A General Framework for Interrogation of mRNA Stability Programs Identifies RNA-Binding Proteins that Govern Cancer Transcriptomes

Widespread remodeling of the transcriptome is a signature of cancer; however, little is known about the post-transcriptional regulatory factors, including RNA-binding proteins (RBPs) that regulate mRNA stability, and the extent to which RBPs contribute to cancer-associated pathways. Here, by modeling the global change in gene expression based on the effect of sequence-specific RBPs on mRNA stability, we show that RBP-mediated stability programs are recurrently deregulated in cancerous tissues.

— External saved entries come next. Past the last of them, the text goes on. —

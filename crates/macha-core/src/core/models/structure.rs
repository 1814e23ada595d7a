use super::atom::Atom;
use super::chain::Chain;
use super::ids::{AtomId, ChainId, ResidueId};
use super::residue::Residue;
use serde::Serialize;
use slotmap::SlotMap;
use std::collections::HashMap;
use std::io::Write;

/// Represents a loaded molecular structure with atoms, residues and chains.
///
/// This struct is the in-memory form of a combined protein/ligand/solvent
/// structure file. It is built once by a reader and treated as read-only
/// afterwards; segment assignment is derived from it rather than written
/// back into it.
#[derive(Debug, Clone, Default)]
pub struct Structure {
    /// Primary storage for atoms, iterated in insertion (file) order.
    atoms: SlotMap<AtomId, Atom>,
    /// Primary storage for residues.
    residues: SlotMap<ResidueId, Residue>,
    /// Primary storage for chains.
    chains: SlotMap<ChainId, Chain>,
    /// Chains in order of first appearance.
    chain_order: Vec<ChainId>,
    /// Residues in file order.
    residue_order: Vec<ResidueId>,
    /// Lookup map for finding chains by their identifier.
    chain_id_map: HashMap<String, ChainId>,
}

/// One row of the tabular atom view.
#[derive(Debug, Clone, PartialEq, Serialize)]
pub struct AtomRow {
    pub index: usize,
    pub serial: usize,
    pub name: String,
    pub resname: String,
    pub resid: String,
    pub chain: String,
    pub segid: String,
    pub x: f64,
    pub y: f64,
    pub z: f64,
}

impl Structure {
    /// Creates a new, empty structure.
    pub fn new() -> Self {
        Self::default()
    }

    pub fn atom(&self, id: AtomId) -> Option<&Atom> {
        self.atoms.get(id)
    }

    pub fn residue(&self, id: ResidueId) -> Option<&Residue> {
        self.residues.get(id)
    }

    pub fn chain(&self, id: ChainId) -> Option<&Chain> {
        self.chains.get(id)
    }

    /// Returns an iterator over all atoms in file order.
    pub fn atoms_iter(&self) -> impl Iterator<Item = (AtomId, &Atom)> {
        self.residue_order.iter().flat_map(move |&res_id| {
            self.residues[res_id]
                .atoms()
                .iter()
                .map(move |&atom_id| (atom_id, &self.atoms[atom_id]))
        })
    }

    /// Returns an iterator over all residues in file order.
    pub fn residues_iter(&self) -> impl Iterator<Item = (ResidueId, &Residue)> {
        self.residue_order
            .iter()
            .map(move |&id| (id, &self.residues[id]))
    }

    /// Returns an iterator over all chains in order of first appearance.
    pub fn chains_iter(&self) -> impl Iterator<Item = (ChainId, &Chain)> {
        self.chain_order.iter().map(move |&id| (id, &self.chains[id]))
    }

    pub fn atom_count(&self) -> usize {
        self.atoms.len()
    }

    pub fn residue_count(&self) -> usize {
        self.residues.len()
    }

    pub fn is_empty(&self) -> bool {
        self.atoms.is_empty()
    }

    pub fn find_chain_by_id(&self, id: &str) -> Option<ChainId> {
        self.chain_id_map.get(id).copied()
    }

    /// Returns the chain a given atom belongs to.
    pub fn chain_of_atom(&self, atom_id: AtomId) -> Option<&Chain> {
        let atom = self.atoms.get(atom_id)?;
        let residue = self.residues.get(atom.residue_id)?;
        self.chains.get(residue.chain_id)
    }

    /// Adds a new chain to the system or returns the existing one.
    pub fn add_chain(&mut self, id: &str) -> ChainId {
        if let Some(&existing) = self.chain_id_map.get(id) {
            return existing;
        }
        let chain_id = self.chains.insert(Chain::new(id));
        self.chain_order.push(chain_id);
        self.chain_id_map.insert(id.to_string(), chain_id);
        chain_id
    }

    /// Appends a residue to a chain.
    ///
    /// Residues are never merged: PDB files may legitimately repeat a sequence
    /// number (e.g. thousands of waters wrapping around 9999), so identity is
    /// decided by the reader, not by the number.
    ///
    /// # Return
    ///
    /// Returns `None` if the chain does not exist.
    pub fn add_residue(
        &mut self,
        chain_id: ChainId,
        number: isize,
        insertion_code: Option<char>,
        name: &str,
        segment_id: &str,
    ) -> Option<ResidueId> {
        let chain = self.chains.get_mut(chain_id)?;
        let residue_id = self.residues.insert(Residue::new(
            number,
            insertion_code,
            name,
            segment_id,
            chain_id,
        ));
        chain.residues.push(residue_id);
        self.residue_order.push(residue_id);
        Some(residue_id)
    }

    /// Adds an atom to an existing residue.
    ///
    /// # Return
    ///
    /// Returns `None` if the residue does not exist.
    pub fn add_atom_to_residue(&mut self, residue_id: ResidueId, mut atom: Atom) -> Option<AtomId> {
        if !self.residues.contains_key(residue_id) {
            return None;
        }
        atom.residue_id = residue_id;
        let atom_id = self.atoms.insert(atom);
        self.residues[residue_id].add_atom(atom_id);
        Some(atom_id)
    }

    /// Returns the distinct chain identifiers carried by the atoms, in order
    /// of first appearance.
    pub fn distinct_chain_ids(&self) -> Vec<&str> {
        self.chains_iter()
            .filter(|(_, chain)| {
                chain
                    .residues()
                    .iter()
                    .any(|&r| !self.residues[r].atoms().is_empty())
            })
            .map(|(_, chain)| chain.id.as_str())
            .collect()
    }

    /// Builds the tabular atom view, one row per atom in file order.
    pub fn atom_table(&self) -> Vec<AtomRow> {
        self.atoms_iter()
            .enumerate()
            .map(|(index, (_, atom))| {
                let residue = &self.residues[atom.residue_id];
                let chain = &self.chains[residue.chain_id];
                AtomRow {
                    index,
                    serial: atom.serial,
                    name: atom.name.clone(),
                    resname: residue.name.clone(),
                    resid: residue.resid(),
                    chain: chain.id.clone(),
                    segid: residue.segment_id.clone(),
                    x: atom.position.x,
                    y: atom.position.y,
                    z: atom.position.z,
                }
            })
            .collect()
    }

    /// Writes the tabular atom view as CSV with a header row.
    pub fn write_atom_table(&self, writer: impl Write) -> Result<(), csv::Error> {
        let mut csv_writer = csv::Writer::from_writer(writer);
        for row in self.atom_table() {
            csv_writer.serialize(row)?;
        }
        csv_writer.flush()?;
        Ok(())
    }
}

#[cfg(test)]
mod tests {
    use super::*;
    use nalgebra::Point3;

    fn two_chain_structure() -> (Structure, Vec<AtomId>) {
        let mut structure = Structure::new();
        let chain_a = structure.add_chain("A");
        let chain_b = structure.add_chain("B");

        let gly = structure
            .add_residue(chain_a, 1, None, "GLY", "")
            .unwrap();
        let lig = structure
            .add_residue(chain_b, 900, None, "LIG", "")
            .unwrap();

        let n = structure
            .add_atom_to_residue(gly, Atom::new(1, "N", gly, Point3::new(0.0, 0.0, 0.0)))
            .unwrap();
        let ca = structure
            .add_atom_to_residue(gly, Atom::new(2, "CA", gly, Point3::new(1.5, 0.0, 0.0)))
            .unwrap();
        let c1 = structure
            .add_atom_to_residue(lig, Atom::new(3, "C1", lig, Point3::new(5.0, 5.0, 5.0)))
            .unwrap();

        (structure, vec![n, ca, c1])
    }

    #[test]
    fn structure_creation_and_access() {
        let (structure, atoms) = two_chain_structure();

        assert_eq!(structure.atom_count(), 3);
        assert_eq!(structure.residue_count(), 2);
        assert_eq!(structure.chains_iter().count(), 2);
        assert_eq!(structure.atom(atoms[1]).unwrap().name, "CA");
        assert_eq!(structure.chain_of_atom(atoms[2]).unwrap().id, "B");
    }

    #[test]
    fn add_chain_returns_existing_chain_for_same_id() {
        let mut structure = Structure::new();
        let first = structure.add_chain("A");
        let second = structure.add_chain("A");
        assert_eq!(first, second);
        assert_eq!(structure.chains_iter().count(), 1);
    }

    #[test]
    fn add_atom_to_missing_residue_returns_none() {
        let mut structure = Structure::new();
        let atom = Atom::new(1, "C", ResidueId::default(), Point3::origin());
        assert!(structure.add_atom_to_residue(ResidueId::default(), atom).is_none());
    }

    #[test]
    fn atoms_iter_follows_file_order_across_chains() {
        let (structure, atoms) = two_chain_structure();
        let order: Vec<_> = structure.atoms_iter().map(|(id, _)| id).collect();
        assert_eq!(order, atoms);
    }

    #[test]
    fn distinct_chain_ids_skips_empty_chains() {
        let (mut structure, _) = two_chain_structure();
        structure.add_chain("C");
        assert_eq!(structure.distinct_chain_ids(), vec!["A", "B"]);
    }

    #[test]
    fn atom_table_has_one_row_per_atom() {
        let (structure, _) = two_chain_structure();
        let table = structure.atom_table();

        assert_eq!(table.len(), 3);
        assert_eq!(table[2].resname, "LIG");
        assert_eq!(table[2].chain, "B");
        assert_eq!(table[2].resid, "900");
        assert_eq!(table[0].index, 0);
    }

    #[test]
    fn atom_table_is_written_as_csv() {
        let (structure, _) = two_chain_structure();
        let mut buffer = Vec::new();
        structure.write_atom_table(&mut buffer).unwrap();

        let text = String::from_utf8(buffer).unwrap();
        let mut lines = text.lines();
        assert_eq!(
            lines.next().unwrap(),
            "index,serial,name,resname,resid,chain,segid,x,y,z"
        );
        assert_eq!(lines.count(), 3);
    }
}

Particularly, we uncovered several RBPs that contribute to the abnormal transcriptome of renal cell carcinoma (RCC), including PCBP2, ESRP2, and MBNL2. Modulation of these proteins in cancer cell lines alters the expression of pathways that are central to the disease and highlights RBPs as driving master regulators of RCC transcriptome. This study presents a framework for the screening of RBP activities based on computational modeling of mRNA stability programs in cancer and highlights the role of post-transcriptional gene dysregulation in RCC. [Display omitted] •Computational modeling of mRNA stability programs suggests a role of RBPs in cancer•Dysregulation of these programs leads to perturbation of cancer-associated pathways•RBP modulation in cell lines partially mirrors the transcriptome remodelling in cancer Perron et al. develop a computational approach that models the functional activity of RBPs in individual cancer samples by monitoring their associated RNA stability programs. Applying this method to renal cell carcinoma transcriptomes, the authors identify RBPs that enhance cancer-associated pathways including hypoxia and cell cycle.